意思是说：TextInputFormat 输入格式类会把每行读取的内容作为一个value值，但是不会把值中的换行符和回车符包括在内。

keys 并非是行号。为什么不用行号作为其keys呢？

This would be impossible to implement in general, in that a file is broken into splits at byte, not line, boundaries. Splits are processed independently. Line numbers are really a sequential notion. You have to keep a count of lines as you consume them, so knowing the line number within a split would be possible, but not within the file.

主要的原因就是：

01.文件根据字节被划分，而不是根据行号或者是边界划分。分割操作经常被单独处理。行号实际上是一个顺序的概念。你在使用这些行时，必须对行数保持一个计数，因此在一个分割块中维持行号是可能的，但是在一个文件（可能）有多个分割块却是不大可能的。

02.但是如果使用位移量作为keys时，因为每个split的大小时固定的（128MB），所以我们就可以知道一个split 的偏移量是 128MB * 2^20.

Controlling the maximum line length

问题就是：如果某行太长了，就容易导致values 超出内存限制，然后导致程序报错。

01.By setting mapreduce.input.linerecordreader.line.maxlength to a value in bytes that fits in memory (and is comfortably greater than the length of lines in your input data), you ensure that the record reader will skip the (long) corrupt lines without the task failing.

7.2KeyValueTextInputFormat

It is common for each line in a file to be a key-value pair, separated by a delimiter such as a tab character. For example, this is the kind of output produced by TextOutputFormat, Hadoop’s default OutputFormat. To interpret such files correctly, KeyValueTextInputFormat is appropriate.

#####7.3 NLineInputFormat

With TextInputFormat and KeyValueTextInputFormat, each mapper receives a variable number of lines of input. The number depends on the size of the split and the length of the lines.

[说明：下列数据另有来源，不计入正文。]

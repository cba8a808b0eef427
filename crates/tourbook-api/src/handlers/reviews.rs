//! Review handlers
//!
//! Creating a review verifies the author and the tour against their owning
//! services, forwarding the caller's session. The check fails closed: if
//! either service cannot answer, nothing is written and the caller gets 502.

use crate::audit::{audit_log, AuditEvent};
use crate::error::{ApiResponse, AppError};
use crate::remote::{ForwardedSession, VerificationOutcome};
use crate::reviews::{CreateReviewRequest, ReviewStore};
use crate::state::ReviewState;
use axum::{
    extract::{Path, State},
    http::{HeaderMap, StatusCode},
    response::IntoResponse,
    Extension, Json,
};
use std::sync::Arc;
use tourbook_core::Identity;

/// Create a review for a tour
#[utoipa::path(
    post,
    path = "/api/v1/review/{tour_id}",
    tag = "reviews",
    params(("tour_id" = String, Path, description = "Reviewed tour")),
    request_body = CreateReviewRequest,
    responses(
        (status = 201, description = "Review created", body = crate::reviews::Review),
        (status = 400, description = "Invalid input", body = crate::error::ApiError),
        (status = 404, description = "User or tour not found", body = crate::error::ApiError),
        (status = 502, description = "Verification unavailable", body = crate::error::ApiError),
    ),
    security(("bearer_auth" = []))
)]
pub async fn create_review_handler(
    State(state): State<Arc<ReviewState>>,
    Extension(identity): Extension<Identity>,
    headers: HeaderMap,
    Path(tour_id): Path<String>,
    Json(request): Json<CreateReviewRequest>,
) -> Result<impl IntoResponse, AppError> {
    ReviewStore::validate(&request)?;

    let session = ForwardedSession::from_headers(&headers);
    let references = state
        .remote
        .verify_review_references(
            &state.config.services,
            &identity.subject_id,
            &tour_id,
            &session,
        )
        .await;

    let mut unavailable = Vec::new();
    for (service, resource_id, outcome) in [
        ("user", &identity.subject_id, &references.user),
        ("tour", &tour_id, &references.tour),
    ] {
        if let VerificationOutcome::Unavailable(reason) = outcome {
            audit_log(&AuditEvent::RemoteVerificationUnavailable {
                service: service.to_string(),
                resource_id: resource_id.clone(),
                reason: reason.clone(),
            });
            unavailable.push(service);
        }
    }
    if !unavailable.is_empty() {
        return Err(AppError::ServiceUnavailable(format!(
            "Could not verify {}",
            unavailable.join(" and ")
        )));
    }

    if references.user == VerificationOutcome::Missing {
        return Err(AppError::NotFound("User".to_string()));
    }
    if references.tour == VerificationOutcome::Missing {
        return Err(AppError::NotFound("Tour".to_string()));
    }

    let review = state
        .reviews
        .create(&identity.subject_id, &tour_id, request)
        .await?;
    tracing::info!(review_id = %review.id, tour_id = %tour_id, "Review created");

    Ok((
        StatusCode::CREATED,
        Json(ApiResponse::ok("Review created", review)),
    ))
}

/// Reviews of one tour
#[utoipa::path(
    get,
    path = "/api/v1/review/tour/{tour_id}",
    tag = "reviews",
    params(("tour_id" = String, Path, description = "Tour id")),
    responses(
        (status = 200, description = "Reviews of the tour", body = [crate::reviews::Review]),
    ),
    security(("bearer_auth" = []))
)]
pub async fn list_reviews_handler(
    State(state): State<Arc<ReviewState>>,
    Path(tour_id): Path<String>,
) -> Result<impl IntoResponse, AppError> {
    let reviews = state.reviews.for_tour(&tour_id).await;
    Ok(Json(ApiResponse::ok("Reviews retrieved", reviews)))
}
//! JWT token generation and validation
//!
//! Access and refresh tokens both carry `{sub, role}` and are signed with
//! HMAC-SHA256, each kind with its own secret. A refresh token never verifies
//! as an access token and vice versa.

use jsonwebtoken::{decode, encode, Algorithm, DecodingKey, EncodingKey, Header, Validation};
use serde::{Deserialize, Serialize};
use std::time::{SystemTime, UNIX_EPOCH};
use thiserror::Error;
use tourbook_core::{Identity, Role, TokenConfig};
use uuid::Uuid;

/// Which secret a token is signed with
#[derive(Debug, Clone, Copy, PartialEq, Eq, Serialize, Deserialize)]
#[serde(rename_all = "lowercase")]
pub enum TokenKind {
    Access,
    Refresh,
}

/// JWT Claims structure
#[derive(Debug, Clone, Serialize, Deserialize)]
pub struct Claims {
    /// Token issuer
    pub iss: String,
    /// Subject - user ID
    pub sub: String,
    /// JWT ID - makes every issued token unique
    pub jti: String,
    /// Issued at timestamp (Unix epoch)
    pub iat: u64,
    /// Expiration timestamp (Unix epoch)
    pub exp: u64,
    /// User's role
    pub role: Role,
    /// Token kind
    pub typ: TokenKind,
}

impl Claims {
    pub fn identity(&self) -> Identity {
        Identity::new(self.sub.clone(), self.role)
    }
}

/// JWT token generation and validation errors
#[derive(Debug, Error)]
pub enum TokenError {
    #[error("Failed to encode JWT: {0}")]
    EncodingError(#[from] jsonwebtoken::errors::Error),

    #[error("Invalid token format")]
    InvalidToken,

    #[error("Token has expired")]
    ExpiredToken,

    #[error("Invalid token signature")]
    InvalidSignature,

    #[error("Expected {expected:?} token, got {actual:?}")]
    WrongTokenKind {
        expected: TokenKind,
        actual: TokenKind,
    },

    #[error("System time error: {0}")]
    SystemTimeError(#[from] std::time::SystemTimeError),
}

/// Sign `payload` as a token of `kind`
pub fn sign_token(
    payload: &Identity,
    kind: TokenKind,
    secret: &str,
    ttl_secs: u64,
    issuer: &str,
) -> Result<String, TokenError> {
    let now = SystemTime::now().duration_since(UNIX_EPOCH)?.as_secs();

    let claims = Claims {
        iss: issuer.to_string(),
        sub: payload.subject_id.clone(),
        jti: Uuid::new_v4().to_string(),
        iat: now,
        exp: now + ttl_secs,
        role: payload.role,
        typ: kind,
    };

    let token = encode(
        &Header::new(Algorithm::HS256),
        &claims,
        &EncodingKey::from_secret(secret.as_bytes()),
    )?;

    Ok(token)
}

/// Verify signature, expiry and issuer of `token` against `secret`
pub fn verify_token(token: &str, secret: &str, issuer: &str) -> Result<Claims, TokenError> {
    let mut validation = Validation::new(Algorithm::HS256);
    validation.set_issuer(&[issuer]);
    validation.set_required_spec_claims(&["exp", "sub", "iss"]);

    let token_data = decode::<Claims>(
        token,
        &DecodingKey::from_secret(secret.as_bytes()),
        &validation,
    )
    .map_err(|e| match e.kind() {
        jsonwebtoken::errors::ErrorKind::ExpiredSignature => TokenError::ExpiredToken,
        jsonwebtoken::errors::ErrorKind::InvalidSignature => TokenError::InvalidSignature,
        _ => TokenError::InvalidToken,
    })?;

    Ok(token_data.claims)
}

/// Access + refresh token pair returned by login
#[derive(Debug, Clone)]
pub struct TokenPair {
    pub access_token: String,
    pub refresh_token: String,
}

/// Issues and verifies both token kinds for one deployment
#[derive(Debug, Clone)]
pub struct TokenService {
    config: TokenConfig,
}

impl TokenService {
    pub fn new(config: &TokenConfig) -> Self {
        Self {
            config: config.clone(),
        }
    }

    pub fn issue_access_token(&self, payload: &Identity) -> Result<String, TokenError> {
        sign_token(
            payload,
            TokenKind::Access,
            &self.config.access_secret,
            self.config.access_ttl_secs,
            &self.config.issuer,
        )
    }

    pub fn issue_refresh_token(&self, payload: &Identity) -> Result<String, TokenError> {
        sign_token(
            payload,
            TokenKind::Refresh,
            &self.config.refresh_secret,
            self.config.refresh_ttl_secs,
            &self.config.issuer,
        )
    }

    pub fn issue_pair(&self, payload: &Identity) -> Result<TokenPair, TokenError> {
        Ok(TokenPair {
            access_token: self.issue_access_token(payload)?,
            refresh_token: self.issue_refresh_token(payload)?,
        })
    }

    pub fn verify_access(&self, token: &str) -> Result<Claims, TokenError> {
        self.verify(token, TokenKind::Access)
    }

    pub fn verify_refresh(&self, token: &str) -> Result<Claims, TokenError> {
        self.verify(token, TokenKind::Refresh)
    }

    fn verify(&self, token: &str, expected: TokenKind) -> Result<Claims, TokenError> {
        let secret = match expected {
            TokenKind::Access => &self.config.access_secret,
            TokenKind::Refresh => &self.config.refresh_secret,
        };
        let claims = verify_token(token, secret, &self.config.issuer)?;
        if claims.typ != expected {
            return Err(TokenError::WrongTokenKind {
                expected,
                actual: claims.typ,
            });
        }
        Ok(claims)
    }

    pub fn access_ttl_secs(&self) -> u64 {
        self.config.access_ttl_secs
    }

    pub fn refresh_ttl_secs(&self) -> u64 {
        self.config.refresh_ttl_secs
    }
}

#[cfg(test)]
mod tests {
    use super::*;

    fn service() -> TokenService {
        TokenService::new(&TokenConfig::default())
    }

    #[test]
    fn test_generate_and_validate_access_token() {
        let tokens = service();
        let identity = Identity::new(Uuid::new_v4().to_string(), Role::User);

        let token = tokens
            .issue_access_token(&identity)
            .expect("Failed to generate token");
        let claims = tokens.verify_access(&token).expect("Failed to validate token");

        assert_eq!(claims.sub, identity.subject_id);
        assert_eq!(claims.role, Role::User);
        assert_eq!(claims.typ, TokenKind::Access);
        assert_eq!(claims.iss, "tourbook");
        assert_eq!(claims.exp - claims.iat, 3600);
        assert_eq!(claims.identity(), identity);
    }

    #[test]
    fn test_refresh_token_outlives_access_token() {
        let tokens = service();
        let pair = tokens
            .issue_pair(&Identity::new("u-1", Role::Admin))
            .unwrap();

        let access = tokens.verify_access(&pair.access_token).unwrap();
        let refresh = tokens.verify_refresh(&pair.refresh_token).unwrap();

        assert!(refresh.exp > access.exp);
        assert_eq!(refresh.role, Role::Admin);
    }

    #[test]
    fn test_secrets_not_interchangeable() {
        let tokens = service();
        let pair = tokens.issue_pair(&Identity::new("u-1", Role::User)).unwrap();

        assert!(matches!(
            tokens.verify_access(&pair.refresh_token),
            Err(TokenError::InvalidSignature)
        ));
        assert!(matches!(
            tokens.verify_refresh(&pair.access_token),
            Err(TokenError::InvalidSignature)
        ));
    }

    #[test]
    fn test_kind_checked_even_with_shared_secret() {
        let config = TokenConfig {
            refresh_secret: TokenConfig::default().access_secret,
            ..Default::default()
        };
        let tokens = TokenService::new(&config);
        let refresh = tokens
            .issue_refresh_token(&Identity::new("u-1", Role::User))
            .unwrap();

        assert!(matches!(
            tokens.verify_access(&refresh),
            Err(TokenError::WrongTokenKind { .. })
        ));
    }

    #[test]
    fn test_two_tokens_for_same_payload_differ() {
        let tokens = service();
        let identity = Identity::new("u-1", Role::User);

        let first = tokens.issue_access_token(&identity).unwrap();
        let second = tokens.issue_access_token(&identity).unwrap();

        assert_ne!(first, second);
    }

    #[test]
    fn test_invalid_token() {
        let result = service().verify_access("invalid.token.here");
        assert!(matches!(result, Err(TokenError::InvalidToken)));
    }

    #[test]
    fn test_tampered_token() {
        let tokens = service();
        let token = tokens
            .issue_access_token(&Identity::new("u-1", Role::User))
            .unwrap();

        // Flip one character of the signature
        let mut tampered = token.clone();
        let last = tampered.pop().unwrap();
        tampered.push(if last == 'A' { 'B' } else { 'A' });

        assert!(tokens.verify_access(&tampered).is_err());
    }

    #[test]
    fn test_wrong_issuer() {
        let config = TokenConfig::default();
        let token = sign_token(
            &Identity::new("u-1", Role::User),
            TokenKind::Access,
            &config.access_secret,
            60,
            "someone-else",
        )
        .unwrap();

        assert!(verify_token(&token, &config.access_secret, &config.issuer).is_err());
    }

    #[test]
    fn test_expired_token() {
        let config = TokenConfig::default();
        let now = SystemTime::now()
            .duration_since(UNIX_EPOCH)
            .unwrap()
            .as_secs();

        // Create a token that expired 1 hour ago
        let claims = Claims {
            iss: config.issuer.clone(),
            sub: Uuid::new_v4().to_string(),
            jti: Uuid::new_v4().to_string(),
            iat: now - 7200,
            exp: now - 3600,
            role: Role::User,
            typ: TokenKind::Access,
        };

        let token = encode(
            &Header::new(Algorithm::HS256),
            &claims,
            &EncodingKey::from_secret(config.access_secret.as_bytes()),
        )
        .unwrap();

        let result = TokenService::new(&config).verify_access(&token);
        assert!(matches!(result, Err(TokenError::ExpiredToken)));
    }
}
//! Tourbook server
//!
//! One binary, one service per process:
//!
//! ```text
//! tourbook gateway --port 4000
//! tourbook auth --port 4001
//! tourbook tour --port 4003 --config tourbook.toml
//! tourbook booking --port 4004
//! tourbook review --port 4005
//! ```
//!
//! Author: hephaex@gmail.com

use anyhow::Context;
use axum::Router;
use clap::{Parser, Subcommand};
use std::path::PathBuf;
use std::sync::Arc;
use tourbook_api::state::{AuthState, BookingState, GatewayState, ReviewState, TourState};
use tourbook_api::{
    auth_router, booking_router, credential_store, gateway_router, review_router, tour_router,
};
use tourbook_core::{AppConfig, LoggingConfig};
use tracing_subscriber::EnvFilter;

#[derive(Parser)]
#[command(name = "tourbook")]
#[command(about = "Tour-booking platform services")]
#[command(version)]
struct Cli {
    /// TOML config file; environment variables override it
    #[arg(short, long, global = true)]
    config: Option<PathBuf>,

    /// Listen port (defaults to server.port)
    #[arg(short, long, global = true)]
    port: Option<u16>,

    #[command(subcommand)]
    service: Service,
}

#[derive(Subcommand, Clone, Copy)]
enum Service {
    /// Public entry point; verifies tokens and proxies to the services
    Gateway,
    /// Registration, login, tokens and user accounts
    Auth,
    /// Tour catalog
    Tour,
    /// Tour bookings
    Booking,
    /// Tour reviews
    Review,
}

impl Service {
    fn name(self) -> &'static str {
        match self {
            Service::Gateway => "gateway",
            Service::Auth => "auth",
            Service::Tour => "tour",
            Service::Booking => "booking",
            Service::Review => "review",
        }
    }
}

fn init_tracing(config: &LoggingConfig) {
    let filter = EnvFilter::try_from_default_env().unwrap_or_else(|_| {
        format!(
            "{level},tourbook_api={level},tower_http=debug,sqlx=warn",
            level = config.level
        )
        .into()
    });

    let builder = tracing_subscriber::fmt()
        .with_env_filter(filter)
        .with_file(config.include_location)
        .with_line_number(config.include_location);

    if config.json_format {
        builder.json().init();
    } else {
        builder.init();
    }
}

fn load_config(path: Option<PathBuf>) -> anyhow::Result<AppConfig> {
    let config = match path {
        Some(path) => AppConfig::from_file(path)?.with_env_override()?,
        None => AppConfig::from_env()?,
    };
    config.validate()?;
    Ok(config)
}

async fn build_app(service: Service, config: AppConfig) -> anyhow::Result<Router> {
    let app = match service {
        Service::Gateway => {
            for route in tourbook_api::gateway::default_routes(&config.services) {
                tracing::info!(
                    prefix = %route.prefix,
                    upstream = %route.upstream,
                    protected = route.protected,
                    "Gateway route"
                );
            }
            gateway_router(Arc::new(GatewayState::new(config)?))
        }
        Service::Auth => {
            let store = credential_store(&config.database)
                .await
                .context("Failed to open credential store")?;
            auth_router(Arc::new(AuthState::new(config, store)))
        }
        Service::Tour => tour_router(Arc::new(TourState::new(config))),
        Service::Booking => booking_router(Arc::new(BookingState::new(config))),
        Service::Review => review_router(Arc::new(ReviewState::new(config)?)),
    };
    Ok(app)
}

#[tokio::main]
async fn main() -> anyhow::Result<()> {
    let cli = Cli::parse();

    // Load configuration
    let mut config = load_config(cli.config)?;
    if let Some(port) = cli.port {
        config.server.port = port;
    }

    init_tracing(&config.logging);

    if config.uses_development_secrets() {
        tracing::warn!(
            "Token secrets are the built-in development keys; set SECRET_KEY_ACCESS_TOKEN and SECRET_KEY_REFRESH_TOKEN"
        );
    }
    if config.identity.gateway_secret.is_none() {
        tracing::warn!("GATEWAY_SHARED_SECRET not set; identity headers are trusted unsigned");
    }

    let addr = format!("{}:{}", config.server.host, config.server.port);
    let service = cli.service;
    let app = build_app(service, config).await?;

    // Start server
    let listener = tokio::net::TcpListener::bind(&addr)
        .await
        .with_context(|| format!("Failed to bind {addr}"))?;
    tracing::info!("Tourbook {} service starting on http://{}", service.name(), addr);
    if matches!(service, Service::Gateway) {
        tracing::info!("OpenAPI document at http://{}/api-docs/openapi.json", addr);
    }

    axum::serve(listener, app).await?;

    Ok(())
}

TextInputFormat 和 KeyValueTextInputFormat 他们的mapper 都是接收一个输入行的变量。这个变量取决于split 的大小以及行的长短。

01.为什么叫NLineInputFormat?

N refers to the number of lines of input that each mapper receives.

N 指的是每个mapper接收输入的行数

02.N 默认的值是1，每个mapper 仅仅接收输入的每一行

mapreduce.input.lineinputformat.linespermap 属性控制 N 的值。

03.N 改变的仅仅是每个mapper 接收的行数。但是每个mapper的对和TextInputFormat 是相同的。

####7.4 NLineInputFormat 和 TextInputFormat 两者有什么区别？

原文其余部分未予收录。